In adult patients, ITP has a sudden onset with variable symptoms ranging from nasal bleeding, gingivorrhagia, or purpuric skin lesions. Hemorrhages occur in rare cases of severe ITP when platelets number drops below 30,000/mmc; the lower the platelets, the higher the risk of major bleeding events such as cerebral bleeding (usually taking place if platelets are below 5000/mmc) [16]. There is no specific test for ITP; the presence of antiplatelet antibodies is not mandatory for a positive diagnosis. The clinical context, the presence of thrombocytopenia, the exclusion of other pathologies, and the response to corticoid therapy are usually enough for the diagnosis of ITP [16]. A short mention regarding the antiplatelet antibodies is in order. Antiplatelet antibodies target various platelet glycoproteins (GP), notably GPIIb/IIIa (fibrinogen receptor), GPIb/IX (von Willebrand factor), and, less frequently, GPIa/IIa (collagen receptor) and GPIV. Direct monoclonal antibody immobilization of platelet antigens assay (MAIPA) allows the detection of antiplatelet antibodies in up to 60% of ITP patients [21]. Unfortunately, antiplatelet antibody testing has low sensitivity and does not correlate with clinical outcomes. Some of the titers of antiplatelets antibodies are too low to be detected (false negative results). On the other hand, a positive result cannot be used as a unique diagnosis tool, but more as a screening test. Thus, these tests are not recommended to aid in the diagnosis or management of ITP [16]. It is worth mentioning that antiplatelet antibodies can be used to distinguish between immune and non-immune thrombocytopenia in complex cases associated with inappropriate platelet production in bone marrow and ITP, in cases of treatment-resistant ITP, or in cases of drug induced ITP [16].

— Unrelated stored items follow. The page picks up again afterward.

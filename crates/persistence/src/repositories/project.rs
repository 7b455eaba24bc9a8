//! Repository for project database operations.

use sqlx::PgPool;
use uuid::Uuid;

use crate::entities::ProjectEntity;

/// Repository for project operations.
#[derive(Clone)]
pub struct ProjectRepository {
    pool: PgPool,
}

impl ProjectRepository {
    /// Creates a new project repository.
    pub fn new(pool: PgPool) -> Self {
        Self { pool }
    }

    /// Creates a new project owned by the given user.
    pub async fn create(&self, name: &str, owner_id: Uuid) -> Result<ProjectEntity, sqlx::Error> {
        sqlx::query_as::<_, ProjectEntity>(
            r#"
            INSERT INTO projects (name, owner_id)
            VALUES ($1, $2)
            RETURNING id, name, owner_id, is_active, created_at, updated_at
            "#,
        )
        .bind(name)
        .bind(owner_id)
        .fetch_one(&self.pool)
        .await
    }

    /// Finds a project by ID.
    pub async fn find_by_id(
        &self,
        project_id: Uuid,
    ) -> Result<Option<ProjectEntity>, sqlx::Error> {
        sqlx::query_as::<_, ProjectEntity>(
            r#"
            SELECT id, name, owner_id, is_active, created_at, updated_at
            FROM projects
            WHERE id = $1
            "#,
        )
        .bind(project_id)
        .fetch_optional(&self.pool)
        .await
    }

    /// Owner of the project, or None if the project does not exist.
    pub async fn owner_of(&self, project_id: Uuid) -> Result<Option<Uuid>, sqlx::Error> {
        let row: Option<(Uuid,)> = sqlx::query_as(
            r#"
            SELECT owner_id FROM projects WHERE id = $1
            "#,
        )
        .bind(project_id)
        .fetch_optional(&self.pool)
        .await?;

        Ok(row.map(|(owner_id,)| owner_id))
    }

    /// Lists projects the user owns or holds an accepted share on.
    pub async fn list_accessible_by_user(
        &self,
        user_id: Uuid,
        limit: i64,
        offset: i64,
    ) -> Result<Vec<ProjectEntity>, sqlx::Error> {
        sqlx::query_as::<_, ProjectEntity>(
            r#"
            SELECT DISTINCT p.id, p.name, p.owner_id, p.is_active, p.created_at, p.updated_at
            FROM projects p
            LEFT JOIN project_shares s
                ON s.project_id = p.id AND s.user_id = $1 AND s.status = 'accepted'
            WHERE p.owner_id = $1 OR s.id IS NOT NULL
            ORDER BY p.created_at DESC
            LIMIT $2 OFFSET $3
            "#,
        )
        .bind(user_id)
        .bind(limit)
        .bind(offset)
        .fetch_all(&self.pool)
        .await
    }

    /// Counts projects the user owns or holds an accepted share on.
    pub async fn count_accessible_by_user(&self, user_id: Uuid) -> Result<i64, sqlx::Error> {
        let result: (i64,) = sqlx::query_as(
            r#"
            SELECT COUNT(DISTINCT p.id)
            FROM projects p
            LEFT JOIN project_shares s
                ON s.project_id = p.id AND s.user_id = $1 AND s.status = 'accepted'
            WHERE p.owner_id = $1 OR s.id IS NOT NULL
            "#,
        )
        .bind(user_id)
        .fetch_one(&self.pool)
        .await?;

        Ok(result.0)
    }

    /// Updates project fields; unset fields keep their current value.
    pub async fn update(
        &self,
        project_id: Uuid,
        name: Option<&str>,
        is_active: Option<bool>,
    ) -> Result<Option<ProjectEntity>, sqlx::Error> {
        sqlx::query_as::<_, ProjectEntity>(
            r#"
            UPDATE projects
            SET name = COALESCE($2, name),
                is_active = COALESCE($3, is_active),
                updated_at = NOW()
            WHERE id = $1
            RETURNING id, name, owner_id, is_active, created_at, updated_at
            "#,
        )
        .bind(project_id)
        .bind(name)
        .bind(is_active)
        .fetch_optional(&self.pool)
        .await
    }

    /// Deletes a project.
    ///
    /// Returns true if a project was deleted. Shares, courses, enrollments
    /// and subscriptions go with it via ON DELETE CASCADE.
    pub async fn delete(&self, project_id: Uuid) -> Result<bool, sqlx::Error> {
        let result = sqlx::query(
            r#"
            DELETE FROM projects WHERE id = $1
            "#,
        )
        .bind(project_id)
        .execute(&self.pool)
        .await?;

        Ok(result.rows_affected() > 0)
    }
}
//! Repository for subscription database operations.

use chrono::{DateTime, Utc};
use sqlx::PgPool;
use uuid::Uuid;

use crate::entities::SubscriptionEntity;

/// Repository for subscription operations.
#[derive(Clone)]
pub struct SubscriptionRepository {
    pool: PgPool,
}

impl SubscriptionRepository {
    /// Creates a new subscription repository.
    pub fn new(pool: PgPool) -> Self {
        Self { pool }
    }

    /// Records a subscription period against an enrollment.
    ///
    /// The table is append-only; renewals create new rows.
    pub async fn create(
        &self,
        enrollment_id: Uuid,
        begins_at: Option<DateTime<Utc>>,
        ends_at: Option<DateTime<Utc>>,
        is_paid: bool,
    ) -> Result<SubscriptionEntity, sqlx::Error> {
        sqlx::query_as::<_, SubscriptionEntity>(
            r#"
            INSERT INTO subscriptions (enrollment_id, begins_at, ends_at, is_paid)
            VALUES ($1, $2, $3, $4)
            RETURNING id, enrollment_id, begins_at, ends_at, is_paid, created_at
            "#,
        )
        .bind(enrollment_id)
        .bind(begins_at)
        .bind(ends_at)
        .bind(is_paid)
        .fetch_one(&self.pool)
        .await
    }

    /// All subscription rows for the user's enrollment in a course.
    ///
    /// Ordered by creation time so the lifecycle evaluator's tie-break is
    /// deterministic.
    pub async fn list_for_user_course(
        &self,
        user_id: Uuid,
        course_id: Uuid,
    ) -> Result<Vec<SubscriptionEntity>, sqlx::Error> {
        sqlx::query_as::<_, SubscriptionEntity>(
            r#"
            SELECT s.id, s.enrollment_id, s.begins_at, s.ends_at, s.is_paid, s.created_at
            FROM subscriptions s
            JOIN enrollments e ON e.id = s.enrollment_id
            WHERE e.user_id = $1 AND e.course_id = $2
            ORDER BY s.created_at ASC
            "#,
        )
        .bind(user_id)
        .bind(course_id)
        .fetch_all(&self.pool)
        .await
    }
}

Thus, ITP is a diagnosis of exclusion, which means that it is mandatory to exclude other viral infections that may cause thrombocytopenia. Exclusion should also be applied to other immune conditions that may cause thrombocytopenia. ITP is thought to be a consequence of viral infections of hepatitis B/C virus, cytomegalovirus, varicella zoster virus, HIV, and, more recently, secondary zika virus [22,23].

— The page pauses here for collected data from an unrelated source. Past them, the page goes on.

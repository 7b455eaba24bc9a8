//! Domain layer for the Creator Platform backend.
//!
//! This crate contains:
//! - Domain models (Project, ProjectShare, Course, Enrollment, Subscription)
//! - Business logic services (authorization resolver, subscription lifecycle)
//! - Domain error types

pub mod models;
pub mod services;
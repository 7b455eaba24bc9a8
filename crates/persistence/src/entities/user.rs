//! User entity (database row mapping).
//!
//! User rows are provisioned lazily from verified JWT claims; there is no
//! local credential storage.

use chrono::{DateTime, Utc};
use sqlx::FromRow;
use uuid::Uuid;

/// Database row mapping for the users table.
#[derive(Debug, Clone, FromRow)]
pub struct UserEntity {
    pub id: Uuid,
    pub email: String,
    pub display_name: Option<String>,
    pub created_at: DateTime<Utc>,
    pub updated_at: DateTime<Utc>,
}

The appearance of ITP in the context of COVID-19 infection requires a positive diagnosis of SARS-CoV-2 infection. In the first case, the diagnosis of SARS-CoV-2 infection was made in concordance with international and national guidelines: in the epidemiological context, first of all, the detection of viral antigens through rapid diagnostic tests or Ag-RDTs is based on immunodiagnostic techniques and confirmed by the detection of viral RNA through automated nucleic acid amplification tests (NAAT) and reverse-transcription polymerase chain reaction (RT-PCR) [24]. No other laboratory testing is specific for COVID-19 positive diagnosis, but there are inflammatory markers that can be used for the classification of disease severity, such as D-dimer > 1000 ng/mL (normal range: <500 ng/mL), CRP > 100 mg/L (normal range: <8.0 mg/L), LDH > 245 units/L (normal range: 110 to 210 units/L), Troponin > 2 × the upper limit of normal (normal range for troponin T high sensitivity: females 0 to 9 ng/L; males 0 to 14 ng/L), Ferritin > 500 mcg/L (normal range: females 10 to 200 mcg/L; males 30 to 300 mcg/L), CPK > 2 × the upper limit of normal (normal range: 40 to 150 units/L), and lymphopenia [25].

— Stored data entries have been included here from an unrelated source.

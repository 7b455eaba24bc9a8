//! User JWT authentication middleware.
//!
//! Validates bearer tokens minted by the external identity provider and
//! stores the caller's identity in request extensions.

use axum::{
    body::Body,
    extract::State,
    http::{Request, StatusCode},
    middleware::Next,
    response::{IntoResponse, Response},
    Json,
};
use serde_json::json;
use uuid::Uuid;

use crate::app::AppState;
use crate::config::JwtAuthConfig;
use shared::jwt::JwtConfig;

/// Authenticated user information extracted from JWT.
///
/// The email claim rides along because the sharing flow matches invitations
/// against it.
#[derive(Debug, Clone)]
pub struct UserAuth {
    /// User ID from the JWT subject claim.
    pub user_id: Uuid,
    /// Account email from the email claim.
    pub email: String,
    /// JWT ID (jti) for session tracking.
    pub jti: String,
}

impl UserAuth {
    /// Validates an access token and returns user authentication info.
    pub fn validate(jwt_config: &JwtConfig, token: &str) -> Result<Self, String> {
        let claims = jwt_config
            .validate_token(token)
            .map_err(|e| format!("Invalid token: {}", e))?;

        let user_id =
            Uuid::parse_str(&claims.sub).map_err(|_| "Invalid user ID in token".to_string())?;

        Ok(UserAuth {
            user_id,
            email: claims.email,
            jti: claims.jti,
        })
    }

    /// Creates a JwtConfig from JwtAuthConfig.
    ///
    /// Without a private key the config is validate-only, which is the
    /// normal production shape: the identity provider signs, we verify.
    pub fn create_jwt_config(config: &JwtAuthConfig) -> Result<JwtConfig, String> {
        let result = if config.private_key.is_empty() {
            JwtConfig::validate_only(
                &config.public_key,
                config.access_token_expiry_secs,
                config.leeway_secs,
            )
        } else {
            JwtConfig::with_leeway(
                &config.private_key,
                &config.public_key,
                config.access_token_expiry_secs,
                config.leeway_secs,
            )
        };
        result.map_err(|e| format!("Failed to initialize JWT config: {}", e))
    }
}

/// Middleware that requires JWT user authentication.
///
/// Rejects requests without a valid Bearer token. On success the [`UserAuth`]
/// is stored in request extensions for downstream handlers and the user's
/// profile row is upserted from the token claims.
pub async fn require_user_auth(
    State(state): State<AppState>,
    mut req: Request<Body>,
    next: Next,
) -> Response {
    let auth_header = req
        .headers()
        .get("Authorization")
        .and_then(|v| v.to_str().ok());

    let token = match auth_header {
        Some(header) if header.starts_with("Bearer ") => &header[7..],
        _ => {
            return unauthorized_response("Missing or invalid Authorization header");
        }
    };

    let jwt_config = match UserAuth::create_jwt_config(&state.config.jwt) {
        Ok(config) => config,
        Err(e) => {
            tracing::error!("Failed to create JWT config: {}", e);
            return internal_error_response("Authentication service unavailable");
        }
    };

    match UserAuth::validate(&jwt_config, token) {
        Ok(auth) => {
            // Lazily provision the profile row so foreign keys resolve
            let users = persistence::repositories::UserRepository::new(state.pool.clone());
            if let Err(e) = users.ensure_exists(auth.user_id, &auth.email).await {
                tracing::error!(user_id = %auth.user_id, error = %e, "Failed to upsert user profile");
                return internal_error_response("Failed to resolve user profile");
            }

            req.extensions_mut().insert(auth);
            next.run(req).await
        }
        Err(e) => {
            tracing::debug!("JWT validation failed: {}", e);
            unauthorized_response("Invalid or expired token")
        }
    }
}

fn unauthorized_response(message: &str) -> Response {
    (
        StatusCode::UNAUTHORIZED,
        Json(json!({
            "error": "unauthorized",
            "message": message
        })),
    )
        .into_response()
}

fn internal_error_response(message: &str) -> Response {
    (
        StatusCode::INTERNAL_SERVER_ERROR,
        Json(json!({
            "error": "internal_error",
            "message": message
        })),
    )
        .into_response()
}

#[cfg(test)]
mod tests {
    use super::*;

    #[test]
    fn test_unauthorized_response() {
        let response = unauthorized_response("Missing or invalid Authorization header");
        assert_eq!(response.status(), StatusCode::UNAUTHORIZED);
    }

    #[test]
    fn test_internal_error_response() {
        let response = internal_error_response("Authentication service unavailable");
        assert_eq!(response.status(), StatusCode::INTERNAL_SERVER_ERROR);
    }

    #[test]
    fn test_user_auth_clone() {
        let auth = UserAuth {
            user_id: Uuid::new_v4(),
            email: "creator@example.com".to_string(),
            jti: "test_jti".to_string(),
        };
        let cloned = auth.clone();
        assert_eq!(auth.user_id, cloned.user_id);
        assert_eq!(auth.email, cloned.email);
    }

    #[test]
    fn test_create_jwt_config_rejects_bad_keys() {
        let config = JwtAuthConfig {
            public_key: "not a pem".to_string(),
            private_key: "not a pem".to_string(),
            access_token_expiry_secs: 3600,
            leeway_secs: 30,
        };
        assert!(UserAuth::create_jwt_config(&config).is_err());
    }
}
//! Offset pagination types shared by list endpoints.

use serde::{Deserialize, Serialize};

/// Default items per page.
pub const DEFAULT_PER_PAGE: i64 = 50;

/// Maximum items per page.
pub const MAX_PER_PAGE: i64 = 100;

/// Query parameters for paginated list endpoints.
#[derive(Debug, Clone, Deserialize, Default)]
#[serde(rename_all = "snake_case")]
pub struct PageParams {
    /// Page number (default: 1).
    pub page: Option<i64>,

    /// Items per page (default: 50, max: 100).
    pub per_page: Option<i64>,
}

impl PageParams {
    /// Get the page number (1-indexed).
    pub fn page(&self) -> i64 {
        self.page.unwrap_or(1).max(1)
    }

    /// Get items per page (clamped to 1-100).
    pub fn per_page(&self) -> i64 {
        self.per_page.unwrap_or(DEFAULT_PER_PAGE).clamp(1, MAX_PER_PAGE)
    }

    /// Get the offset for pagination.
    pub fn offset(&self) -> i64 {
        (self.page() - 1) * self.per_page()
    }
}

/// Pagination metadata included in list responses.
#[derive(Debug, Clone, Serialize)]
#[serde(rename_all = "snake_case")]
pub struct Pagination {
    pub page: i64,
    pub per_page: i64,
    pub total: i64,
    pub total_pages: i64,
}

impl Pagination {
    pub fn new(page: i64, per_page: i64, total: i64) -> Self {
        let total_pages = (total + per_page - 1) / per_page;
        Self {
            page,
            per_page,
            total,
            total_pages,
        }
    }
}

Most patients with ITP responded to the treatment with intravenous immunoglobulins and corticosteroids. Erythrocyte mass transfusions were performed in those with significant bleeding [19]. Mention must be made that the reported bleeding was rare, most of it being minor (epistaxis), while the intracranial bleeding was reported as being major.
It has been observed that elderly patients with multiple comorbidities are more prone to severe forms of COVID-19 and have a higher risk of thrombosis. Elevated levels of D-Dimers, although nonspecific, demonstrate an increased risk of thrombosis in patients with COVID-19, while decreased platelets, fibrinogen, or antithrombin are more commonly associated with an increased risk of DIC. In contrast, bleeding events have been reported less frequently in patients with COVID-19 [26]. The presence of thrombocytopenia at the onset of the disease is rare, and the number of platelets has been significantly lower in patients with severe disease [7]. It was also observed that the majority of patients who met the diagnostic criteria for DIC established by the ISTH did not survive (71.4%) and only 0.6% of patients with COVID-19 who met these criteria are among the survivors [7].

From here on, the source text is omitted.